Medical care facility at Fort Lee, Virginia

Kenner Army Health Clinic – formerly Kenner Army Community Hospital – is the primary health care facility for Fort Lee, Virginia.

==History==
Kenner first opened as a hospital on March 30, 1941, with 871 beds, and was expanded to 2,000 beds by October 1942. On June 7, 1944, it was designated a regional hospital and remained in that status until it was downsized to 1,100 beds in 1947.

When Camp Lee was renamed in 1950 and designated Fort Lee, the hospital became US Army Hospital, Fort Lee, and was downsized to 200 beds. It continued to operate in the World War II wooden buildings until a new hospital opened on April 16, 1962. The Kenner Army Hospital was named for Major General Albert W. Kenner and had a capacity of 100 beds, expandable to 200. A new outpatient wing was added in 1976, followed by a full renovation in 1977.

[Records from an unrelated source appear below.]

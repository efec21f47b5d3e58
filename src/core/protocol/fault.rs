// src/core/protocol/fault.rs

//! The JSON-RPC fault envelope: the idiomatic-Rust substitute for the
//! original's `xmlrpclib.Fault(code, message)`. Fault codes are preserved
//! verbatim.

use crate::core::errors::CobaltError;
use serde::{Deserialize, Serialize};

#[derive(Debug, Clone, Serialize, Deserialize)]
pub struct Fault {
    pub code: i32,
    pub message: String,
}

impl From<&CobaltError> for Fault {
    fn from(e: &CobaltError) -> Self {
        Fault {
            code: e.fault_code(),
            message: e.to_string(),
        }
    }
}

#[derive(Debug, Clone, Serialize, Deserialize)]
#[serde(tag = "status", rename_all = "snake_case")]
pub enum RpcResponse {
    Ok { result: serde_json::Value },
    Fault { fault: Fault },
}

impl RpcResponse {
    pub fn ok(result: serde_json::Value) -> Self {
        RpcResponse::Ok { result }
    }

    pub fn from_result(result: Result<serde_json::Value, CobaltError>) -> Self {
        match result {
            Ok(v) => RpcResponse::ok(v),
            Err(e) => RpcResponse::Fault { fault: Fault::from(&e) },
        }
    }
}
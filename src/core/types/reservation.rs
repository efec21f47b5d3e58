// src/core/types/reservation.rs

//! Reservation entity, owned by the scheduler.

use crate::core::spec::{Matchable, Spec};
use serde::{Deserialize, Serialize};
use serde_json::Value;

#[derive(Debug, Clone, Serialize, Deserialize)]
pub struct Reservation {
    pub name: String,
    /// Epoch seconds.
    pub start: i64,
    /// Seconds.
    pub duration: i64,
    /// Seconds; `0` means non-cyclic.
    #[serde(default)]
    pub cycle: i64,
    #[serde(default)]
    pub users: Vec<String>,
    /// Colon-list of named partitions this reservation covers.
    pub partitions: Vec<String>,
    #[serde(default)]
    pub res_id: Option<i64>,
    #[serde(default)]
    pub cycle_id: Option<i64>,
}

impl Reservation {
    pub fn queue_name(&self) -> String {
        crate::core::types::queue::Queue::reservation_queue_name(&self.name)
    }

    /// `duration >= cycle` makes the reservation permanently active (the
    /// active window never closes before the next one opens).
    pub fn is_always_active(&self) -> bool {
        self.cycle > 0 && self.duration >= self.cycle
    }

    /// True iff `now` falls inside any cyclic repetition of
    /// `[start, start + duration)`.
    pub fn is_active(&self, now: i64) -> bool {
        if now < self.start {
            return false;
        }
        if self.cycle <= 0 {
            return now < self.start + self.duration;
        }
        if self.is_always_active() {
            return true;
        }
        let elapsed = (now - self.start) % self.cycle;
        elapsed < self.duration
    }

    /// Does the window `[from, from + span)` intersect any cyclic
    /// repetition of this reservation's active window?
    pub fn overlaps(&self, from: i64, span: i64) -> bool {
        let until = from + span;
        if self.cycle <= 0 || self.is_always_active() {
            return until > self.start && from < self.start + self.duration;
        }
        // Walk cycle repetitions that could intersect [from, until).
        let mut cycle_start = self.start + ((from - self.start).div_euclid(self.cycle)) * self.cycle;
        if cycle_start > from {
            cycle_start -= self.cycle;
        }
        while cycle_start < until {
            let window_end = cycle_start + self.duration;
            if window_end > from && cycle_start < until {
                return true;
            }
            cycle_start += self.cycle;
        }
        false
    }
}

impl Matchable for Reservation {
    fn field(&self, field: &str) -> Option<Value> {
        match field {
            "name" => Some(Value::String(self.name.clone())),
            "start" => Some(Value::from(self.start)),
            "duration" => Some(Value::from(self.duration)),
            "cycle" => Some(Value::from(self.cycle)),
            _ => None,
        }
    }

    fn apply_update(&mut self, update: &Spec) {
        if let Some(v) = update.get("duration").and_then(Value::as_i64) {
            self.duration = v;
        }
        if let Some(v) = update.get("cycle").and_then(Value::as_i64) {
            self.cycle = v;
        }
        if let Some(Value::Array(users)) = update.get("users") {
            self.users = users
                .iter()
                .filter_map(|v| v.as_str().map(String::from))
                .collect();
        }
        if let Some(Value::Array(partitions)) = update.get("partitions") {
            self.partitions = partitions
                .iter()
                .filter_map(|v| v.as_str().map(String::from))
                .collect();
        }
    }
}
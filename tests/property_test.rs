// tests/property_test.rs

//! Property-based tests for Cobalt.
//!
//! These check invariants that must hold for every input, not just the
//! handful of cases the integration tests happen to cover.

mod property {
    pub mod fault_code_test;
    pub mod reservation_overlap_test;
    pub mod spec_match_test;
    pub mod topology_test;
}
// src/core/types/job.rs

//! Job entity and state machine.

use crate::core::spec::{Matchable, Spec};
use serde::{Deserialize, Serialize};
use serde_json::Value;
use std::collections::BTreeSet;

#[derive(Debug, Clone, Copy, PartialEq, Eq, Serialize, Deserialize)]
#[serde(rename_all = "snake_case")]
pub enum Mode {
    Co,
    Dual,
    Vn,
    Smp,
    Script,
}

/// The job states, preserved verbatim as wire strings.
#[derive(Debug, Clone, Copy, PartialEq, Eq, Serialize, Deserialize)]
#[serde(rename_all = "snake_case")]
pub enum JobState {
    Queued,
    Hold,
    UserHold,
    Running,
    Killing,
    Done,
    DepHold,
    DepFail,
}

impl JobState {
    /// The allowed transition edges. `set_jobs` must reject any
    /// request that isn't one of these.
    pub fn can_transition_to(self, next: JobState) -> bool {
        use JobState::*;
        matches!(
            (self, next),
            (Queued, Hold)
                | (Hold, Queued)
                | (Queued, UserHold)
                | (UserHold, Queued)
                | (DepHold, Queued)
                | (DepHold, DepFail)
                | (Queued, Running)
                | (Running, Killing)
                | (Running, Done)
                | (Killing, Done)
        )
    }
}

#[derive(Debug, Clone, Serialize, Deserialize)]
pub struct Job {
    pub jobid: i64,
    pub user: String,
    pub queue: String,
    pub nodes: u32,
    pub procs: u32,
    pub mode: Mode,
    /// Requested walltime in minutes.
    pub walltime: u32,
    /// Predicted walltime in minutes, used for backfill eligibility only when
    /// `walltime_prediction` is enabled.
    #[serde(skip_serializing_if = "Option::is_none")]
    pub walltime_p: Option<u32>,
    #[serde(skip_serializing_if = "Option::is_none")]
    pub kernel: Option<String>,
    #[serde(skip_serializing_if = "Option::is_none")]
    pub location: Option<String>,
    #[serde(default)]
    pub all_dependencies: BTreeSet<i64>,
    #[serde(default)]
    pub satisfied_dependencies: BTreeSet<i64>,
    pub state: JobState,
    #[serde(skip_serializing_if = "Option::is_none")]
    pub exit_status: Option<i64>,
    pub submittime: i64,
    #[serde(skip_serializing_if = "Option::is_none")]
    pub starttime: Option<i64>,
    /// FIFO ordering key; falls back to `jobid` when unset.
    #[serde(skip_serializing_if = "Option::is_none")]
    pub index: Option<i64>,
    pub stdin: Option<String>,
    pub stdout: Option<String>,
    pub stderr: Option<String>,
    pub cwd: String,
    #[serde(default)]
    pub env: Vec<String>,
    #[serde(default)]
    pub args: Vec<String>,
}

impl Job {
    /// The effective walltime used for backfill math: predicted if the
    /// toggle is on and a prediction exists, else the requested walltime.
    pub fn effective_walltime(&self, use_prediction: bool) -> u32 {
        if use_prediction {
            self.walltime_p.unwrap_or(self.walltime)
        } else {
            self.walltime
        }
    }

    pub fn fifo_key(&self) -> i64 {
        self.index.unwrap_or(self.jobid)
    }
}

impl Matchable for Job {
    fn field(&self, field: &str) -> Option<Value> {
        match field {
            "jobid" => Some(Value::from(self.jobid)),
            "user" => Some(Value::String(self.user.clone())),
            "queue" => Some(Value::String(self.queue.clone())),
            "nodes" => Some(Value::from(self.nodes)),
            "procs" => Some(Value::from(self.procs)),
            "state" => serde_json::to_value(self.state).ok(),
            "location" => self.location.clone().map(Value::String),
            "exit_status" => self.exit_status.map(Value::from),
            _ => None,
        }
    }

    fn apply_update(&mut self, update: &Spec) {
        if let Some(Value::String(queue)) = update.get("queue") {
            self.queue = queue.clone();
        }
        if let Some(raw_state) = update.get("state") {
            if let Ok(state) = serde_json::from_value::<JobState>(raw_state.clone()) {
                self.state = state;
            }
        }
        if let Some(Value::String(loc)) = update.get("location") {
            self.location = Some(loc.clone());
        }
        if let Some(v) = update.get("exit_status") {
            self.exit_status = v.as_i64();
        }
        if let Some(v) = update.get("starttime") {
            self.starttime = v.as_i64();
        }
    }
}
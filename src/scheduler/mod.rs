// src/scheduler/mod.rs

//! The Scheduler: reservations plus the periodic placement cycle.

pub mod foreign_data;
pub mod handlers;
pub mod placement;
pub mod policy;
pub mod state;

pub use state::SchedulerState;

use crate::config::SchedulerConfig;
use crate::core::rpc_client::ComponentClient;
use crate::core::spec::Spec;
use crate::core::state::Runtime;
use crate::core::types::{Job, JobState, Partition, Queue, Reservation};
use indexmap::IndexMap;
use serde_json::Value;
use std::collections::{BTreeMap, BTreeSet};
use std::sync::Arc;
use std::time::Duration;
use tracing::warn;

fn all_spec() -> Vec<Spec> {
    vec![Spec::new().with("name", "*")]
}

/// A queue's activity for this cycle: regular queues follow `state`; a
/// reservation queue's activity instead tracks its reservation's window.
fn queue_is_active(queue: &Queue, reservations: &IndexMap<String, Reservation>, now: i64) -> bool {
    if queue.is_reservation_queue() {
        let name = queue.name.strip_prefix("R.").unwrap_or(&queue.name);
        reservations.get(name).map(|r| r.is_active(now)).unwrap_or(false)
    } else {
        queue.is_regularly_active()
    }
}

/// Wires up the scheduler's exposed methods and the periodic placement
/// cycle on an already allocated `Runtime`.
pub async fn build_runtime(
    runtime: &mut Runtime<SchedulerState>,
    queue_manager: Arc<ComponentClient>,
    system_manager: Arc<ComponentClient>,
    config: &SchedulerConfig,
) {
    handlers::register(runtime, queue_manager.clone());

    let state = runtime.state.clone();
    let qm = queue_manager.clone();
    let sm = system_manager.clone();
    let walltime_prediction = config.walltime_prediction;
    let max_drain_hours = config.max_drain_hours;
    runtime
        .tasks
        .register("schedule", Duration::from_secs(config.tick_interval_secs), move || {
            let state = state.clone();
            let qm = qm.clone();
            let sm = sm.clone();
            async move {
                let now = chrono::Utc::now().timestamp();

                // Fetch foreign data outside the lock; only the write-back
                // below needs it.
                let jobs_result = qm.call::<_, Vec<Job>>("get_jobs", (all_spec(),)).await;
                let queues_result = qm.call::<_, Vec<Queue>>("get_queues", (all_spec(),)).await;
                let partitions_result = sm.call::<_, Vec<Partition>>("get_partitions", (all_spec(),)).await;

                let mut guard = state.lock().await;
                guard.jobs.apply("jobs", jobs_result, |j| j.jobid);
                guard.queues.apply("queues", queues_result, |q| q.name.clone());
                guard.partitions.apply("partitions", partitions_result, |p| p.name.clone());

                if guard.jobs.sync_failed || guard.queues.sync_failed || guard.partitions.sync_failed {
                    warn!("skipping scheduling cycle: foreign data sync failed");
                    return Ok(());
                }

                let active_names: BTreeSet<String> = guard
                    .queues
                    .items
                    .values()
                    .filter(|q| queue_is_active(q, &guard.reservations, now))
                    .map(|q| q.name.clone())
                    .collect();

                let active_queues: Vec<&Queue> = guard.queues.items.values().filter(|q| active_names.contains(&q.name)).collect();

                let mut jobs_by_queue: BTreeMap<String, Vec<&Job>> = BTreeMap::new();
                for job in placement::viable_jobs(guard.jobs.items.values(), &active_names) {
                    jobs_by_queue.entry(job.queue.clone()).or_default().push(job);
                }

                let partitions_map: BTreeMap<String, &Partition> = guard.partitions.items.values().map(|p| (p.name.clone(), p)).collect();

                let mut end_times: BTreeMap<String, i64> = BTreeMap::new();
                for job in guard.jobs.items.values() {
                    if job.state != JobState::Running {
                        continue;
                    }
                    if let (Some(location), Some(start)) = (job.location.as_ref(), job.starttime) {
                        end_times.insert(location.clone(), start + 60 * job.effective_walltime(walltime_prediction) as i64);
                    }
                }

                let classes = placement::find_queue_equivalence_classes(&active_queues, &partitions_map);

                let mut potential: BTreeMap<i64, Vec<String>> = BTreeMap::new();
                let mut placements: Vec<(i64, String)> = Vec::new();

                for class in classes {
                    let class_queues: Vec<&Queue> = active_queues.iter().copied().filter(|q| class.contains(&q.name)).collect();
                    for queue in policy::order_queues_for_cycle(&class_queues, &jobs_by_queue) {
                        let Some(jobs) = jobs_by_queue.get(&queue.name) else { continue };
                        let placed = policy::place_queue(jobs, &partitions_map, &guard.reservations, &end_times, &mut potential, now, max_drain_hours);
                        placements.extend(placed);
                    }
                }

                drop(guard);

                if !placements.is_empty() {
                    if let Err(e) = qm.call::<_, Value>("run_jobs", (placements,)).await {
                        warn!(error = %e, "run_jobs call failed");
                    }
                }

                Ok(())
            }
        })
        .await;

    let state = runtime.state.clone();
    let store = runtime.store.clone();
    runtime
        .tasks
        .register("persist_state", Duration::from_secs(30), move || {
            let state = state.clone();
            let store = store.clone();
            async move {
                let guard = state.lock().await;
                store.save(&*guard).await
            }
        })
        .await;
}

In 1985, the hospital received two Army Superior Unit citations for its use of Medical Unit Self-Contained Transportable (MUST) hospital operating room equipment during a renovation of the facility's operating rooms. The facility received its second citation in 1990–91 in recognition of support rendered during the deployment and subsequent demobilization of troops that participated in Desert Shield/Desert Storm.

In July 1995, the hospital was set for downsizing by the Base Realignment and Closure (BRAC) commission, and had its inpatient and emergency department services closed in 1996. As a result, the hospital was officially redesignated Kenner Army Health Clinic on October 1, 1996.

Kenner provides a full range of outpatient services to its more than 30,000 beneficiaries, including adult and pediatric primary care and limited specialty care services.